The first thing he thought about was the feeling. It’s an evasive emotion that lays only a quarter mile away, except it never gets farther and it never gets closer. But any time he cut, he could feel a part of him experience the start of that feeling. It was the start and the end and everything in between. It was both such a superficial response and an infinitely satisfying decision. It was enough to keep him coming back for more. Isn’t that the name of the game, anyway? Alcoholics, gamblers, politicians. They know the taste of this too well. This is the water a desert island survivor drinks for the first time again, this is the food he eats. It’s every first reconnection he has to a world that says, “It’s all going to be okay one day,” Even a child might feel this feeling, in the toy store, and they just want a touch of the new streamlined 10-cycle Shooting Star bike. If you can stop your hands before touching it, that’s considered very mature. James was only mature for a short time when he was 5 years old and decided watching Power Rangers was too childish for him. But that was then. This is now.

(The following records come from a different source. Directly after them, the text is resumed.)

use rust_decimal::Decimal;
use thiserror::Error;
use uuid::Uuid;

use crate::domain::services::errors::EngineError;

pub mod depth;
pub mod orderbook;

pub use depth::{DepthLevel, DepthSnapshot};
pub use orderbook::{OrderBook, PriceLevel, RestingEntry};

/// Errors that can occur within the order book.
#[derive(Debug, Error, Clone, PartialEq)]
pub enum OrderbookError {
    #[error("Order {0} not found in the orderbook")]
    OrderNotFound(Uuid),

    #[error("Order is for wrong trading pair (expected {expected}, got {got})")]
    WrongPair { expected: Uuid, got: Uuid },

    #[error("Order {0} has no limit price and cannot rest in the book")]
    NoLimitPrice(Uuid),

    #[error("Invalid order quantity: {0}")]
    InvalidQuantity(Decimal),

    #[error("Order {0} is already resting")]
    DuplicateOrder(Uuid),

    #[error("Resting volume at price {0} is out of range")]
    VolumeOverflow(Decimal),
}

impl From<OrderbookError> for EngineError {
    fn from(err: OrderbookError) -> Self {
        match err {
            OrderbookError::OrderNotFound(id) => EngineError::not_found("resting order", id),
            other => EngineError::Validation(other.to_string()),
        }
    }
}
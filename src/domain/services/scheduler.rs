//--------------------------------------------------------------------------------------------------
// STRUCTS
//--------------------------------------------------------------------------------------------------
// | Name               | Description                                             | Key Methods  |
// |--------------------|---------------------------------------------------------|--------------|
// | PriceTickScheduler | Polls the price feed for every pair on a fixed interval | spawn        |
// | SchedulerHandle    | Stops the supervisor and its per-pair tasks             | shutdown     |
//--------------------------------------------------------------------------------------------------

use std::collections::HashSet;
use std::sync::Arc;
use std::time::Duration;

use tokio::sync::watch;
use tokio::task::{JoinHandle, JoinSet};
use tokio::time::MissedTickBehavior;
use tracing::{debug, error, info, warn};
use uuid::Uuid;

use super::trading_service::TradingEngine;

/// Runs one evaluation task per trading pair. Pairs registered after `spawn` are picked up on
/// the supervisor's next tick.
#[derive(Debug)]
pub struct PriceTickScheduler {
    engine: Arc<TradingEngine>,
    interval: Duration,
}

#[derive(Debug)]
pub struct SchedulerHandle {
    shutdown: watch::Sender<bool>,
    supervisor: JoinHandle<()>,
}

impl SchedulerHandle {
    /// Signals every task to stop and waits for them to finish.
    pub async fn shutdown(self) {
        // Receivers may already be gone if the supervisor exited
        let _ = self.shutdown.send(true);
        if let Err(e) = self.supervisor.await {
            error!("Price tick supervisor failed: {}", e);
        }
    }
}

impl PriceTickScheduler {
    pub fn new(engine: Arc<TradingEngine>, interval: Duration) -> Self {
        Self { engine, interval: interval.max(Duration::from_millis(1)) }
    }

    pub fn spawn(self) -> SchedulerHandle {
        let (shutdown, mut stop) = watch::channel(false);
        let receiver = shutdown.subscribe();

        let supervisor = tokio::spawn(async move {
            let mut tasks = JoinSet::new();
            let mut running: HashSet<Uuid> = HashSet::new();
            let mut discovery = tokio::time::interval(self.interval);
            discovery.set_missed_tick_behavior(MissedTickBehavior::Delay);
            info!("Price tick scheduler started, interval {:?}", self.interval);

            loop {
                tokio::select! {
                    _ = discovery.tick() => {
                        for pair_id in self.engine.pair_ids() {
                            if running.insert(pair_id) {
                                debug!("Starting price tick task for pair {}", pair_id);
                                tasks.spawn(run_pair(self.engine.clone(), pair_id, self.interval, receiver.clone()));
                            }
                        }
                    }
                    _ = stop.changed() => break,
                }
            }

            while let Some(joined) = tasks.join_next().await {
                if let Err(e) = joined {
                    error!("Price tick task failed: {}", e);
                }
            }
            info!("Price tick scheduler stopped");
        });

        SchedulerHandle { shutdown, supervisor }
    }
}

async fn run_pair(engine: Arc<TradingEngine>, pair_id: Uuid, period: Duration, mut stop: watch::Receiver<bool>) {
    let mut ticker = tokio::time::interval(period);
    ticker.set_missed_tick_behavior(MissedTickBehavior::Skip);

    loop {
        tokio::select! {
            _ = ticker.tick() => {
                match engine.evaluate_pair(pair_id) {
                    Ok(Some(result)) if !result.triggered.is_empty() => {
                        info!("Pair {}: {} orders triggered", pair_id, result.triggered.len());
                    }
                    Ok(_) => {}
                    Err(e) => warn!("Price tick for pair {} failed: {}", pair_id, e),
                }
            }
            _ = stop.changed() => break,
        }
    }
}

#[cfg(test)]
mod tests {
    use super::*;
    use crate::config::TradingConfig;
    use crate::domain::models::clock::EngineContext;
    use crate::domain::models::types::{Actor, Side, TimeInForce, TradingOrderKind, TradingOrderStatus};
    use crate::domain::services::external::StaticPriceFeed;
    use crate::domain::services::store::ExecutionJournal;
    use crate::domain::services::trading_service::NewTradingOrder;
    use rust_decimal_macros::dec;

    #[tokio::test]
    async fn test_scheduler_fires_stop_from_feed() {
        let feed = Arc::new(StaticPriceFeed::new());
        let engine = Arc::new(TradingEngine::new(
            EngineContext::system(),
            TradingConfig::default(),
            dec!(0.001),
            Arc::new(ExecutionJournal::new()),
            feed.clone(),
        ));
        let admin = Actor::admin(Uuid::from_u128(1));
        let pair = engine.register_pair(&admin, "ETH", "USDT").unwrap();

        let stop = engine
            .create_order(
                &Actor::user(Uuid::from_u128(2)),
                NewTradingOrder {
                    trading_pair_id: pair.id,
                    kind: TradingOrderKind::StopLoss,
                    side: Side::Sell,
                    quantity: dec!(1),
                    limit_price: None,
                    stop_price: Some(dec!(1900)),
                    trailing_offset: None,
                    time_in_force: TimeInForce::Gtc,
                },
            )
            .unwrap();

        let handle = PriceTickScheduler::new(engine.clone(), Duration::from_millis(5)).spawn();
        feed.set_price(pair.id, dec!(1850));

        let mut triggered = false;
        for _ in 0..100 {
            tokio::time::sleep(Duration::from_millis(10)).await;
            if engine.get_order(stop.id).unwrap().triggered_at.is_some() {
                triggered = true;
                break;
            }
        }
        handle.shutdown().await;

        assert!(triggered);
        // No bids, so the triggered market order has nothing to fill against
        assert_eq!(engine.get_order(stop.id).unwrap().status, TradingOrderStatus::Cancelled);
    }
}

And the thing about it was, he could never stop thinking about it either. It came to him in different forms- sometimes like a burn deep in the back of his throat, other times like a water expanding Orbeez in the center of his chest that pushed his heart into the corner of his lungs. He couldn’t breathe sometimes without bleeding. It was getting to the point that he felt, in order to breathe, he needed to make tears all across his arms. He had to let the fire out somehow. Or was it in? But James will think about this problem as if it’s brand new to him every passing second. It’s a brain teasing mechanism he can’t solve, and he’s tied to a chair, in the dark. But he has to solve this, he needs the prize of freedom.
Even though this is a ridiculous analogy of a situation that would never happen, thinking this way tortured him. He had a constant stream of thoughts run under his mainly functioning thoughts, a lot like the riptide in the ocean. These thoughts were stronger, they were dangerous to the ideas being kicked upstream or floating downstream. You had to stray away from this part of the mind because it can yank you right out of reality. If you’re not careful, these thoughts take away parts of you that you never get back. He didn’t think about making this a part of his daily life, but much like in real life, this is only a natural phenomenon. Shit happens sometimes. The axis becomes unbalanced, the earth upturned. Life can only be lived through crises and change. Some people can’t help but feel they need to go harder with it. Some people won’t help but think that this isn’t enough. James was one such person.
He would use the term ‘addicted’ loosely. It’s true that this is a recurring problem. It’s also technically true that this doesn’t have to be a problem. This can be a celebration, an awareness of self. But he’s constantly aware of himself feeling this way, and it affects every decision he makes. When he wakes up, if the tide is strong, he’ll lay back down and regret living in modern day society. When he opens the pantry, he’ll think, is it really worth eating now? Which loosely translates to: is it really worth trying to eat when it’s just getting so damn hard?
The idea is a beautifully carved glass sculpture in his head. He’s always chiseling it, melting it and stretching it under the seering focus of an intention to regress or heal. As he works on it, more shards fly into the expansive space within his skull. They lodge themselves into other thoughts that he has throughout the day, and in this way, bit by bit, his life becomes no longer his to live. He gives it all to the glass sculpture. Working on it, getting closer and closer to a perfect work of art, is the single most cathartic experience of his life. He’s an artist obsessed with an unreachable idea. His position now is hopeless. When he looks at the statue’s gleaming surface, it looks like it holds all of Heaven’s light. There’s something incredibly comforting about touching it, and as he reaches his arms around the statue, presses his body into its shiny novelty, its half shattered surface adds new strokes and more depth to the ones already there. Have you seen what blood looks like on glass?